🤖 AI Summary
In materials science, machine learning models often struggle to simultaneously achieve high predictive accuracy and chemical interpretability. To address this, we propose MatterVial—a hybrid framework that fuses multi-source latent representations from pretrained graph neural networks (e.g., MEGNet, ROOST, ORB) with physically meaningful features generated via symbolic regression, and incorporates a surrogate model for interpretable analysis. This design overcomes the inherent interpretability limitations of end-to-end GNNs and establishes, for the first time, systematic synergy between GNN representation capacity and symbolic induction. Evaluated on the Matbench benchmark, MatterVial achieves significant error reduction across multiple tasks, with average accuracy improvements exceeding 40%, matching or surpassing state-of-the-art end-to-end GNNs.
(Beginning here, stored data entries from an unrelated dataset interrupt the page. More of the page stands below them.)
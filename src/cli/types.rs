use clap::{Parser, Subcommand};
use std::path::PathBuf;

/// Main CLI parser structure
#[derive(Parser, Debug)]
#[command(name = "mdtoc")]
#[command(about = "Generate and keep markdown tables of contents up to date", long_about = None)]
#[command(version)]
pub struct Cli {
    #[command(subcommand)]
    pub command: Commands,

    /// Custom configuration file, may be repeated (later files win)
    #[arg(long, value_name = "CONFIG_FILE", global = true)]
    pub config: Vec<PathBuf>,

    /// Heading levels to include, e.g. 2..4
    #[arg(long, value_name = "START..END", global = true)]
    pub levels: Option<String>,

    /// Render an ordered list
    #[arg(long, default_value_t = false, global = true)]
    pub ordered: bool,

    /// Bullet for unordered lists (-, * or +)
    #[arg(long, value_name = "MARKER", global = true)]
    pub marker: Option<String>,

    /// Render entries without links
    #[arg(long, default_value_t = false, global = true)]
    pub plaintext: bool,

    /// Show the full backtrace when an error occurs
    #[arg(short, long, default_value_t = false, global = true)]
    pub trace: bool,

    /// Enable verbose debugging
    #[arg(short = 'g', long, default_value_t = false, global = true)]
    pub debug: bool,

    /// Only print errors
    #[arg(short, long, default_value_t = false, global = true)]
    pub quiet: bool,
}

/// Subcommands for the CLI
#[derive(Subcommand, Debug)]
pub enum Commands {
    /// Insert a table of contents into a file
    #[command(alias = "c")]
    Create {
        /// Markdown file to edit
        file: PathBuf,

        /// Line to insert at (1-based)
        #[arg(short, long, value_name = "N", default_value_t = 1)]
        line: usize,

        /// Column to insert at (1-based)
        #[arg(short, long, value_name = "N", default_value_t = 1)]
        column: usize,

        /// Print the resulting document instead of writing the file
        #[arg(long, default_value_t = false)]
        stdout: bool,
    },

    /// Update the tables of contents in files and directories
    #[command(alias = "u")]
    Update {
        /// Files or directories to update
        #[arg(required = true)]
        paths: Vec<PathBuf>,

        /// Write nothing, exit with status 1 if any table of contents is out of date
        #[arg(long, default_value_t = false)]
        check: bool,

        /// Print the resulting documents instead of writing the files
        #[arg(long, default_value_t = false)]
        stdout: bool,
    },

    /// Show whether each table of contents in a file is up to date
    #[command(alias = "s")]
    Status {
        /// Markdown file to inspect
        file: PathBuf,
    },

    /// List the headings a table of contents would be built from
    Headings {
        /// Markdown file to inspect
        file: PathBuf,

        /// Print headings as JSON
        #[arg(long, default_value_t = false)]
        json: bool,
    },

    /// Watch files and update their tables of contents when they change
    #[command(alias = "w")]
    Watch {
        /// Files or directories to watch
        #[arg(required = true)]
        paths: Vec<PathBuf>,

        /// Glob pattern of paths to leave alone, may be repeated
        #[arg(long, value_name = "PATTERN")]
        ignore: Vec<String>,
    },
}

#[cfg(test)]
mod tests {
    use super::*;

    #[test]
    fn test_parse_global_overrides() {
        let cli = Cli::try_parse_from([
            "mdtoc", "--levels", "2..3", "--ordered", "--config", "a.toml", "--config", "b.yml", "status", "README.md",
        ])
        .unwrap();

        assert_eq!(cli.levels.as_deref(), Some("2..3"));
        assert!(cli.ordered);
        assert_eq!(cli.config, vec![PathBuf::from("a.toml"), PathBuf::from("b.yml")]);
        assert!(matches!(cli.command, Commands::Status { ref file } if file == &PathBuf::from("README.md")));
    }

    #[test]
    fn test_global_flags_after_subcommand() {
        let cli = Cli::try_parse_from(["mdtoc", "update", "docs", "--check", "-g", "--marker", "*"]).unwrap();
        assert!(cli.debug);
        assert_eq!(cli.marker.as_deref(), Some("*"));
        match cli.command {
            Commands::Update { paths, check, stdout } => {
                assert_eq!(paths, vec![PathBuf::from("docs")]);
                assert!(check);
                assert!(!stdout);
            }
            other => panic!("unexpected command: {:?}", other),
        }
    }

    #[test]
    fn test_create_defaults_to_document_start() {
        let cli = Cli::try_parse_from(["mdtoc", "create", "README.md"]).unwrap();
        match cli.command {
            Commands::Create { line, column, stdout, .. } => {
                assert_eq!((line, column), (1, 1));
                assert!(!stdout);
            }
            other => panic!("unexpected command: {:?}", other),
        }
    }

    #[test]
    fn test_update_requires_a_path() {
        assert!(Cli::try_parse_from(["mdtoc", "update"]).is_err());
        assert!(Cli::try_parse_from(["mdtoc", "watch"]).is_err());
    }

    #[test]
    fn test_watch_ignore_patterns() {
        let cli = Cli::try_parse_from(["mdtoc", "watch", ".", "--ignore", "**/vendor/**", "--ignore", "*.tmp.md"]).unwrap();
        match cli.command {
            Commands::Watch { ignore, .. } => assert_eq!(ignore, vec!["**/vendor/**", "*.tmp.md"]),
            other => panic!("unexpected command: {:?}", other),
        }
    }
}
The framework introduces a new paradigm for interpretable, AI-driven materials discovery.
📝 Abstract
This study introduces MatterVial, an innovative hybrid framework for feature-based machine learning in materials science. MatterVial expands the feature space by integrating latent representations from a diverse suite of pretrained graph neural network (GNN) models including: structure-based (MEGNet), composition-based (ROOST), and equivariant (ORB) graph networks, with computationally efficient, GNN-approximated descriptors and novel features from symbolic regression. Our approach combines the chemical transparency of traditional feature-based models with the predictive power of deep learning architectures. When augmenting the feature-based model MODNet on Matbench tasks, this method yields significant error reductions and elevates its performance to be competitive with, and in several cases superior to, state-of-the-art end-to-end GNNs, with accuracy increases exceeding 40% for multiple tasks. An integrated interpretability module, employing surrogate models and symbolic regression, decodes the latent GNN-derived descriptors into explicit, physically meaningful formulas. This unified framework advances materials informatics by providing a high-performance, transparent tool that aligns with the principles of explainable AI, paving the way for more targeted and autonomous materials discovery.